This is continuing coverage of the Fat La Ruta race that was recently completed in Costa Rica. Thanks to Will Muecke of Team CoreCo for the story! You can see Part 1 of the Fat La Ruta coverage here.

MOUNTAINS OF THE MOON: FAT LA RUTA, DAY 2 (TERRAMALL TO CATIE, 80KM, +3,200M ASCENT)

Day 2 started out with a bit of a Costa Rican push. The elite riders coming from the hotel got hung up in traffic, so the race got underway 45 minutes later than scheduled. So much for the 3:30 am wake up.

Wide-eyed adrenaline stares turned to sleepy nods, and everyone found a spot of concrete in the starting pen to sit down and wait.
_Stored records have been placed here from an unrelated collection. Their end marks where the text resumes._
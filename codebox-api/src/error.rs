use axum::{
    http::StatusCode,
    response::{IntoResponse, Response},
    Json,
};
use codebox_orchestrator::OrchestratorError;
use serde_json::json;
use thiserror::Error;

pub type ApiResult<T> = Result<T, ApiError>;

#[derive(Error, Debug)]
pub enum ApiError {
    #[error("{0}")]
    NotFound(String),
    #[error("{0}")]
    BadRequest(String),
    #[error("{0}")]
    Unauthorized(String),
    #[error("{0}")]
    Forbidden(String),
    #[error("{0}")]
    Conflict(String),
    #[error("{0}")]
    Internal(String),
}

impl IntoResponse for ApiError {
    fn into_response(self) -> Response {
        let (status, message) = match self {
            ApiError::NotFound(msg) => (StatusCode::NOT_FOUND, msg),
            ApiError::BadRequest(msg) => (StatusCode::BAD_REQUEST, msg),
            ApiError::Unauthorized(msg) => (StatusCode::UNAUTHORIZED, msg),
            ApiError::Forbidden(msg) => (StatusCode::FORBIDDEN, msg),
            ApiError::Conflict(msg) => (StatusCode::CONFLICT, msg),
            ApiError::Internal(msg) => (StatusCode::INTERNAL_SERVER_ERROR, msg),
        };

        (status, Json(json!({ "error": message }))).into_response()
    }
}

impl From<OrchestratorError> for ApiError {
    fn from(err: OrchestratorError) -> Self {
        match err {
            OrchestratorError::NotFound(what) => ApiError::NotFound(format!("Not found: {what}")),
            OrchestratorError::InvalidInput(_) | OrchestratorError::InvalidField { .. } => {
                ApiError::BadRequest(err.to_string())
            }
            OrchestratorError::InvalidState(msg) => ApiError::Conflict(msg),
            _ => {
                tracing::error!(error = %err, "request failed");
                ApiError::Internal("Internal server error".to_string())
            }
        }
    }
}
//! Per workspace-type behaviour behind the lifecycle manager.
//!
//! The lifecycle owns locking, status transitions, the endpoint registry and
//! failure capture. A driver only knows how to bring its kind of workspace up,
//! take it down and clean up after it.

use crate::devcontainer::DevcontainerDriver;
use crate::error::Result;
use crate::lifecycle::OrchestratorSettings;
use crate::models::{Workspace, WorkspaceContainer, WorkspaceKind};
use crate::store::WorkspaceStore;
use codebox_config::{CancelFlag, ConfigResolver};
use codebox_runtime::{ContainerHandle, ContainerRuntime};
use std::sync::Arc;

/// Everything a driver may touch while running one operation.
#[derive(Clone)]
pub struct OperationContext {
    pub workspace: Workspace,
    pub store: WorkspaceStore,
    pub runtime: Arc<dyn ContainerRuntime>,
    pub resolver: Arc<ConfigResolver>,
    pub settings: Arc<OrchestratorSettings>,
    /// Raised when the operation should give up early.
    pub cancel: CancelFlag,
}

#[async_trait::async_trait]
pub trait WorkspaceDriver: Send + Sync {
    /// Brings the workspace's containers up and records them in the store.
    async fn start(&self, ctx: &OperationContext) -> Result<()>;

    /// Stops every container and deactivates their forwarded ports.
    async fn stop(&self, ctx: &OperationContext) -> Result<()>;

    /// Removes containers, volumes and cached configuration. The workspace
    /// record itself is removed by the caller.
    async fn delete(&self, ctx: &OperationContext) -> Result<()>;

    /// Drops cached configuration so the next start fetches it again.
    async fn refresh_config(&self, ctx: &OperationContext) -> Result<()>;
}

static DEVCONTAINER: DevcontainerDriver = DevcontainerDriver;

impl WorkspaceKind {
    pub fn driver(&self) -> &'static dyn WorkspaceDriver {
        match self {
            WorkspaceKind::Devcontainer => &DEVCONTAINER,
        }
    }
}

/// Rebuilds the runtime handle of a persisted container.
pub fn handle_of(container: &WorkspaceContainer) -> ContainerHandle {
    ContainerHandle {
        id: container.container_id.clone(),
        name: container.name.clone(),
        address: container.external_ipv4.clone(),
        agent_port: container.agent_external_port,
    }
}
use codebox_config::ResolverSettings;
use codebox_orchestrator::OrchestratorSettings;
use codebox_proxy::{ForwardingSettings, ProxySettings};
use serde::Deserialize;
use std::path::PathBuf;
use std::time::Duration;

#[derive(Debug, Clone, Deserialize)]
pub struct Config {
    #[serde(default = "default_bind_addr")]
    pub bind_addr: String,

    #[serde(default = "default_data_dir")]
    pub data_dir: PathBuf,

    #[serde(default = "default_db_path")]
    pub db_path: PathBuf,

    #[serde(default = "default_wildcard_domain")]
    pub wildcard_domain: String,

    #[serde(default = "default_auth_cookie_name")]
    pub auth_cookie_name: String,

    #[serde(default = "default_worker_pool_size")]
    pub worker_pool_size: usize,

    #[serde(default = "default_objects_prefix")]
    pub workspace_objects_prefix: String,

    #[serde(default = "default_agent_binary")]
    pub agent_binary: Option<PathBuf>,

    #[serde(default = "default_proxy_timeout")]
    pub proxy_timeout_secs: u64,

    #[serde(default = "default_proxy_keepalive")]
    pub proxy_keepalive_secs: u64,

    #[serde(default = "default_proxy_skip_tls_verify")]
    pub proxy_skip_tls_verify: bool,

    /// `name=value` pairs stamped on every forwarded request.
    #[serde(default = "default_forward_headers")]
    pub proxy_forward_headers: Vec<(String, String)>,

    #[serde(default = "default_clone_timeout")]
    pub clone_timeout_secs: u64,

    #[serde(default = "default_log_capacity")]
    pub log_capacity: usize,

    #[serde(default = "default_agent_monitor_interval")]
    pub agent_monitor_interval_secs: u64,
}

fn env_or<T: std::str::FromStr>(name: &str, default: T) -> T {
    std::env::var(name)
        .ok()
        .and_then(|s| s.trim().parse().ok())
        .unwrap_or(default)
}

fn default_bind_addr() -> String {
    std::env::var("CODEBOX_BIND").unwrap_or_else(|_| "0.0.0.0:8080".to_string())
}

fn default_data_dir() -> PathBuf {
    std::env::var("CODEBOX_DATA_PATH")
        .map(PathBuf::from)
        .unwrap_or_else(|_| PathBuf::from("./data"))
}

fn default_db_path() -> PathBuf {
    std::env::var("CODEBOX_DB_PATH")
        .map(PathBuf::from)
        .unwrap_or_else(|_| default_data_dir().join("codebox.db"))
}

fn default_wildcard_domain() -> String {
    std::env::var("CODEBOX_WILDCARD_DOMAIN").unwrap_or_else(|_| "localhost".to_string())
}

fn default_auth_cookie_name() -> String {
    std::env::var("CODEBOX_AUTH_COOKIE_NAME").unwrap_or_else(|_| "codebox_auth_token".to_string())
}

fn default_worker_pool_size() -> usize {
    env_or::<usize>("CODEBOX_WORKSPACE_CONCURRENCY", 1).max(1)
}

fn default_objects_prefix() -> String {
    std::env::var("CODEBOX_WORKSPACE_OBJECTS_PREFIX").unwrap_or_else(|_| "codebox".to_string())
}

fn default_agent_binary() -> Option<PathBuf> {
    std::env::var("CODEBOX_AGENT_BINARY")
        .ok()
        .filter(|s| !s.is_empty())
        .map(PathBuf::from)
}

fn default_proxy_timeout() -> u64 {
    env_or("CODEBOX_PROXY_TIMEOUT", 30)
}

fn default_proxy_keepalive() -> u64 {
    env_or("CODEBOX_PROXY_KEEPALIVE", 30)
}

fn default_proxy_skip_tls_verify() -> bool {
    env_or("CODEBOX_PROXY_SKIP_TLS_VERIFY", true)
}

fn default_forward_headers() -> Vec<(String, String)> {
    std::env::var("CODEBOX_PROXY_FORWARD_HEADERS")
        .map(|raw| parse_header_pairs(&raw))
        .unwrap_or_default()
}

fn default_clone_timeout() -> u64 {
    env_or("CODEBOX_CLONE_TIMEOUT", 300)
}

fn default_log_capacity() -> usize {
    env_or("CODEBOX_WORKSPACE_LOG_CAPACITY", 1000)
}

fn default_agent_monitor_interval() -> u64 {
    env_or("CODEBOX_AGENT_MONITOR_INTERVAL", 120)
}

/// Parses `name=value,name2=value2`; entries without `=` are skipped.
pub fn parse_header_pairs(raw: &str) -> Vec<(String, String)> {
    raw.split(',')
        .filter_map(|pair| pair.split_once('='))
        .map(|(name, value)| (name.trim().to_string(), value.trim().to_string()))
        .filter(|(name, _)| !name.is_empty())
        .collect()
}

impl Default for Config {
    fn default() -> Self {
        Self {
            bind_addr: default_bind_addr(),
            data_dir: default_data_dir(),
            db_path: default_db_path(),
            wildcard_domain: default_wildcard_domain(),
            auth_cookie_name: default_auth_cookie_name(),
            worker_pool_size: default_worker_pool_size(),
            workspace_objects_prefix: default_objects_prefix(),
            agent_binary: default_agent_binary(),
            proxy_timeout_secs: default_proxy_timeout(),
            proxy_keepalive_secs: default_proxy_keepalive(),
            proxy_skip_tls_verify: default_proxy_skip_tls_verify(),
            proxy_forward_headers: default_forward_headers(),
            clone_timeout_secs: default_clone_timeout(),
            log_capacity: default_log_capacity(),
            agent_monitor_interval_secs: default_agent_monitor_interval(),
        }
    }
}

impl Config {
    pub fn from_env() -> Self {
        Self::default()
    }

    pub fn log_file(&self) -> PathBuf {
        self.data_dir.join("logs").join("codebox.log")
    }

    pub fn clone_timeout(&self) -> Duration {
        Duration::from_secs(self.clone_timeout_secs)
    }

    pub fn agent_monitor_interval(&self) -> Duration {
        Duration::from_secs(self.agent_monitor_interval_secs.max(1))
    }

    pub fn orchestrator_settings(&self) -> OrchestratorSettings {
        OrchestratorSettings {
            objects_prefix: self.workspace_objects_prefix.clone(),
            worker_pool_size: self.worker_pool_size.max(1),
            agent_binary: self.agent_binary.clone(),
        }
    }

    pub fn resolver_settings(&self) -> ResolverSettings {
        ResolverSettings {
            data_dir: self.data_dir.clone(),
        }
    }

    pub fn proxy_settings(&self) -> ProxySettings {
        ProxySettings {
            timeout: Duration::from_secs(self.proxy_timeout_secs),
            keep_alive: Duration::from_secs(self.proxy_keepalive_secs),
            skip_tls_verify: self.proxy_skip_tls_verify,
        }
    }

    pub fn forwarding_settings(&self) -> ForwardingSettings {
        ForwardingSettings {
            wildcard_domain: self.wildcard_domain.clone(),
            auth_cookie_name: self.auth_cookie_name.clone(),
            forward_headers: self.proxy_forward_headers.clone(),
        }
    }
}

#[cfg(test)]
mod tests {
    use super::*;

    #[test]
    fn test_parse_header_pairs() {
        assert_eq!(
            parse_header_pairs("X-Codebox=1, x-forwarded-proto = https,broken,=x"),
            vec![
                ("X-Codebox".to_string(), "1".to_string()),
                ("x-forwarded-proto".to_string(), "https".to_string()),
            ]
        );
        assert!(parse_header_pairs("").is_empty());
    }

    #[test]
    fn test_settings_are_derived_from_config() {
        let config = Config {
            worker_pool_size: 0,
            proxy_timeout_secs: 5,
            wildcard_domain: "ws.example.com".to_string(),
            ..Config::default()
        };

        assert_eq!(config.orchestrator_settings().worker_pool_size, 1);
        assert_eq!(config.proxy_settings().timeout, Duration::from_secs(5));
        assert_eq!(
            config.forwarding_settings().wildcard_domain,
            "ws.example.com"
        );
        assert_eq!(
            config.resolver_settings().data_dir,
            config.data_dir
        );
    }
}
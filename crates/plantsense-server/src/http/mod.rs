//! HTTP handlers for the public surface.

pub mod error;
pub mod index;
pub mod ingest;
pub mod query;

pub use index::index;
pub use ingest::{submit, SUBMIT_ACK};
pub use query::{data, forecast, ForecastQuery};
//! Server config loader (strict parsing).

pub mod schema;

use std::fs;

use plantsense_core::error::{PlantsenseError, Result};

pub use schema::{ForecastSection, IngestSection, ServerConfig, ServerSection};

pub fn load_from_file(path: &str) -> Result<ServerConfig> {
    let s = fs::read_to_string(path)
        .map_err(|e| PlantsenseError::Internal(format!("read config failed: {e}")))?;
    load_from_str(&s)
}

pub fn load_from_str(s: &str) -> Result<ServerConfig> {
    let cfg: ServerConfig = serde_yaml::from_str(s)
        .map_err(|e| PlantsenseError::BadRequest(format!("invalid yaml: {e}")))?;
    cfg.validate()?;
    Ok(cfg)
}
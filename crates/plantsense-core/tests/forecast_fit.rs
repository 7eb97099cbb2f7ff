//! Forecast fitting tests on controlled sample sets.

#![allow(clippy::unwrap_used)]
#![allow(clippy::expect_used)]
#![allow(clippy::panic)]

use plantsense_core::forecast::{fit, predict_at, Sample};

fn samples(points: &[(f64, f64)]) -> Vec<Sample> {
    points.iter().map(|&(t, value)| Sample { t, value }).collect()
}

fn assert_close(actual: f64, expected: f64) {
    assert!(
        (actual - expected).abs() < 1e-6,
        "expected {expected}, got {actual}"
    );
}

#[test]
fn linear_fit_recovers_slope_and_intercept() {
    // y = 2t + 1
    let s = samples(&[(0.0, 1.0), (60.0, 121.0), (120.0, 241.0)]);
    let coeffs = fit(&s, 1).unwrap();
    assert_eq!(coeffs.len(), 2);
    assert_close(coeffs[0], 1.0);
    assert_close(coeffs[1], 2.0);
    assert_close(predict_at(&coeffs, 600.0), 1201.0);
}

#[test]
fn quadratic_fit_recovers_curvature() {
    // y = t^2 - 3t + 2
    let s = samples(&[(0.0, 2.0), (1.0, 0.0), (2.0, 0.0), (3.0, 2.0), (4.0, 6.0)]);
    let coeffs = fit(&s, 2).unwrap();
    assert_close(coeffs[0], 2.0);
    assert_close(coeffs[1], -3.0);
    assert_close(coeffs[2], 1.0);
    assert_close(predict_at(&coeffs, 10.0), 72.0);
}

#[test]
fn overdetermined_fit_averages_noise() {
    // Constant signal with symmetric noise fits back to the mean.
    let s = samples(&[(0.0, 9.0), (1.0, 11.0), (2.0, 9.0), (3.0, 11.0)]);
    let coeffs = fit(&s, 0).unwrap();
    assert_close(coeffs[0], 10.0);
}

#[test]
fn too_few_samples_is_not_enough_data() {
    let s = samples(&[(0.0, 1.0), (1.0, 2.0)]);
    let err = fit(&s, 2).expect_err("must fail");
    assert_eq!(err.client_code().as_str(), "NOT_ENOUGH_DATA");
}

#[test]
fn coincident_times_are_degenerate() {
    let s = samples(&[(5.0, 1.0), (5.0, 3.0)]);
    let err = fit(&s, 1).expect_err("must fail");
    assert_eq!(err.client_code().as_str(), "NOT_ENOUGH_DATA");
}
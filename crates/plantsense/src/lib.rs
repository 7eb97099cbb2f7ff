//! Top-level facade crate for plantsense.
//!
//! Re-exports core types and the server library so users can depend on a single crate.

pub mod core {
    pub use plantsense_core::*;
}

pub mod server {
    pub use plantsense_server::*;
}
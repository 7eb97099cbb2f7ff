//! Submission body decoding.
//!
//! A submission is a JSON object carrying `send_val`; the value itself is
//! passed through verbatim, including an explicit `null`. Extra keys are
//! tolerated (the firmware occasionally tacks metadata onto the payload).

use serde_json::Value;

use crate::error::{PlantsenseError, Result};

/// Decode a submission body into its reading value.
///
/// Fails when the body is not valid JSON, not an object, or the `send_val`
/// key is absent. Whether a failure is surfaced to the sender is the
/// caller's decision.
pub fn decode_submission(raw: &str) -> Result<Value> {
    let body: Value = serde_json::from_str(raw)
        .map_err(|e| PlantsenseError::BadRequest(format!("invalid submission body: {e}")))?;

    let map = body
        .as_object()
        .ok_or_else(|| PlantsenseError::BadRequest("submission must be a JSON object".into()))?;

    map.get("send_val")
        .cloned()
        .ok_or_else(|| PlantsenseError::BadRequest("missing send_val".into()))
}
//! Submission endpoint.
//!
//! The firmware expects `200` + `"Data received"` for every post and has no
//! recovery path for anything else, so the acknowledgment is unconditional.
//! Rejected bodies are logged and counted, never surfaced to the sender.

use axum::extract::State;
use axum::http::StatusCode;
use axum::response::IntoResponse;

use plantsense_core::protocol::decode_submission;

use crate::app_state::AppState;

/// Fixed acknowledgment body, kept wire-compatible with the firmware.
pub const SUBMIT_ACK: &str = "Data received";

pub async fn submit(State(state): State<AppState>, body: String) -> impl IntoResponse {
    match decode_submission(&body) {
        Ok(value) => {
            let reading = state.log().append(value);
            state.metrics().submissions.inc(&[("outcome", "accepted")]);
            tracing::info!(timestamp = %reading.timestamp, "reading accepted");

            let len = state.log().len();
            if len == state.cfg().ingest.warn_log_len {
                tracing::warn!(len, "reading log crossed warn_log_len; it grows unbounded for the process lifetime");
            }
        }
        Err(e) => {
            state.metrics().submissions.inc(&[("outcome", "skipped")]);
            tracing::warn!(error = %e, "submission skipped");
        }
    }

    (StatusCode::OK, SUBMIT_ACK)
}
Team CoreCo, wearing a mix of this year’s Fatbiker pink and purple kit and some of last year’s fluorescent jungle green motif, looked like a bag of spilled jellybeans among the seated crowd. Finally, the bus with the pros arrived and we were up on our feet and on our way.

Will Muecke, Team CoreCo captain and Fat La Ruta racer.

Will Muecke

Elias lined up with the pros at the start and so was our in the lead pack from the start. Jim Meyer was caught in the back behind some of the larger waves of riders leaving the starting chute and had to sprint up through a surging pack to catch Elias’ wheel. The tight turns in and out of the streets of Tres Rios where the Terramall start is located made for some big bunch ups in the pack, luckily none of them resulting in major crashes or snarl ups.

As the group ascended on the main blacktop road out of town the from group fractured and the pros were off in a hell-bent sprint to the summit of Irazu, a dormant volcanic cone that peaks at 3,800 meters above sea level, and is +2,000 meters above the Terramall start.

Elias Van Hoeydonck

Elias Van Hoeydonck

The fat-bikers were stoking it that morning. Marco, Elias and Wayne were cranking away at the front. Jim Meyer was hanging with them not yielding any time, with Ligia pulling up and ahead in the women’s overall group on her fat bike.

Ligia Madrigal

Ligia Madrigal

Ligia rode this stage multiple times on her fat-bike in training, and knew that there was an advantage to be gained in the big footprint tire as the group climbed into steeper terrain and approached what the race organizer, Roman, called his “surprise gift” for the racers that day: a section of off-road double track that exceeded 27-degrees in places and snaked up and thought the high volcanic coffee fields on the way to the summit.

Elias and Jim ripped into this section, and started putting distance between them and the rest of the field. Topping out at the summit, it was the two fat-bikers who tore down the backside of the mountain and passed many elite riders walking down the more dangerous, technical descents that Elias and Jim took at speed.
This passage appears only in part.